Il ne se passe pas une semaine sans qu’on entende parler d’équité, de diversité ou d’inclusion dans l’espace médiatique. Ces concepts, qu’on regroupe souvent sous l’acronyme EDI, font désormais partie du vocabulaire public. On en parle dans les écoles, les institutions, les entreprises, partout. Parfois pour les défendre, souvent pour les critiquer. Ces dernières années, plusieurs gros titres ont fait couler beaucoup d’encre. On a vu plusieurs grandes entreprises reculer dans leurs actions ou tout simplement abolir leurs politiques d’EDI : pensons notamment à Walmart, Target, Google, Disney, McDonald’s et Ford.
On entend dire que « ça va trop loin », que « c’est exagéré », qu’« on ne peut plus rien dire ». Ce genre de discours, je les entends aussi dans le cadre de mon travail, sur le terrain. Ces propos ne sont pas toujours teintés de mépris. En effet, la plupart du temps, les gens ont seulement des questions ou des incompréhensions, et ressentent la peur de se tromper ou d’être jugés. Parfois, ces personnes ont entendu une controverse à la radio ou vu un extrait d’une vidéo sur les réseaux sociaux, et en ont déduit que l’inclusion est une idéologie qui ne sert qu’à un petit groupe de personnes. Ces personnes n’ont pas toujours eu la chance de creuser ces enjeux en profondeur.

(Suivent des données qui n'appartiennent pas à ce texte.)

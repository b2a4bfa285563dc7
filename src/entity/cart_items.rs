use sea_orm::entity::prelude::*;

#[derive(Clone, Debug, PartialEq, DeriveEntityModel)]
#[sea_orm(table_name = "cart_items")]
pub struct Model {
    #[sea_orm(primary_key, auto_increment = false)]
    pub id: Uuid,
    pub user_id: Uuid,
    pub product_id: Uuid,
    pub sku_id: Uuid,
    pub quantity: i32,
    pub created_at: DateTimeWithTimeZone,
    pub updated_at: DateTimeWithTimeZone,
}

#[derive(Copy, Clone, Debug, EnumIter, DeriveRelation)]
pub enum Relation {
    #[sea_orm(
        belongs_to = "super::users::Entity",
        from = "Column::UserId",
        to = "super::users::Column::Id"
    )]
    Users,
    #[sea_orm(
        belongs_to = "super::products::Entity",
        from = "Column::ProductId",
        to = "super::products::Column::Id"
    )]
    Products,
}

impl Related<super::users::Entity> for Entity {
    fn to() -> RelationDef {
        Relation::Users.def()
    }
}

impl Related<super::products::Entity> for Entity {
    fn to() -> RelationDef {
        Relation::Products.def()
    }
}

impl ActiveModelBehavior for ActiveModel {}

Et c’est précisément là que commence le véritable travail, soit celui de parler avec des gens qui ont une idée basée sur des sources questionnables, sans les brusquer mais sans non plus mettre de côté la rigueur et la réalité. Il faut accueillir les questions, surtout les plus maladroites, et transformer les résistances en occasions de dialogue. Car si tout le monde a une opinion sur l’inclusion, il faut aussi savoir distinguer l’opinion du fait et de l’expertise. Et ça, ce n’est pas évident à une époque où tout le monde a un micro, mais pas toujours les outils pour valider ses sources.
Des discussions sans confrontation
Dans mon quotidien, je rencontre des gens curieux, parfois sceptiques, mais souvent mal informés. Leur résistance n’est pas toujours de mauvaise foi. Ils n’ont simplement jamais eu accès à d’autres perspectives. Alors, plutôt que de les contredire de manière frontale, j’adopte une posture d’écoute et de questionnement qu’on appelle entretien épistémique. Le processus est assez simple, mais il peut prendre du temps. En fait, il s’agit de s’interroger sur le cheminement que la personne a fait pour arriver à la croyance qu’elle entretient. Le but est que la personne en vienne à questionner son propre processus et ainsi à douter ou, mieux encore, à abandonner sa fausse croyance.
Quand une personne exprime une opinion que je sais problématique ou mal informée, je ne commence pas par la corriger. Je commence par l’écouter. La première étape, c’est souvent de reformuler ce que la personne vient de dire : « Si je comprends bien, tu dis que… ». Cette phrase change automatiquement l’ambiance. Elle montre que je ne suis pas là pour juger, mais pour comprendre. Ensuite, j’essaie de savoir d’où vient cette idée : « Comment en es-tu arrivé-e à cette conclusion ? », ou encore « Qu’est-ce qui t’a fait croire que c’est comme ça ? ». Ces questions permettent à la personne de réfléchir à son propre raisonnement. Très souvent, on se rend compte que nos croyances viennent d’une anecdote, d’un article lu en diagonale ou d’un propos entendu dans notre entourage. On peut ainsi les remettre en doute.
Créer des ponts
Enfin, un outil que j’utilise souvent, surtout dans des discussions tendues, c’est de revenir à des valeurs communes : « Je pense que toi et moi on veut une société juste, non ? ». Cela rappelle que, malgré nos divergences d’opinions, on partage souvent des intentions similaires. Et quand on part de ce terrain commun, on peut avancer ensemble, lentement mais sûrement, vers une meilleure compréhension.
Quand j’utilise cette approche, je ne cherche pas à gagner une discussion. Je pose des questions, j’essaie de comprendre ce qui amène la personne à croire ce qu’elle croit. Cette façon de faire demande du temps, de la patience et surtout de la bienveillance, mais elle peut être très efficace. Quand une personne se sent écoutée et respectée, elle est beaucoup plus encline à discuter. Et, parfois, c’est tout ce qu’il faut pour amorcer un changement de perspective. L’entretien épistémique ne remplacera jamais les luttes et les mobilisations collectives. Cependant, dans l’intimité d’une conversation, il a ce pouvoir subtil, mais assez fort, de faire évoluer les conversations. Et à une époque saturée de jugements et de divisions, c’est peut-être déjà beaucoup.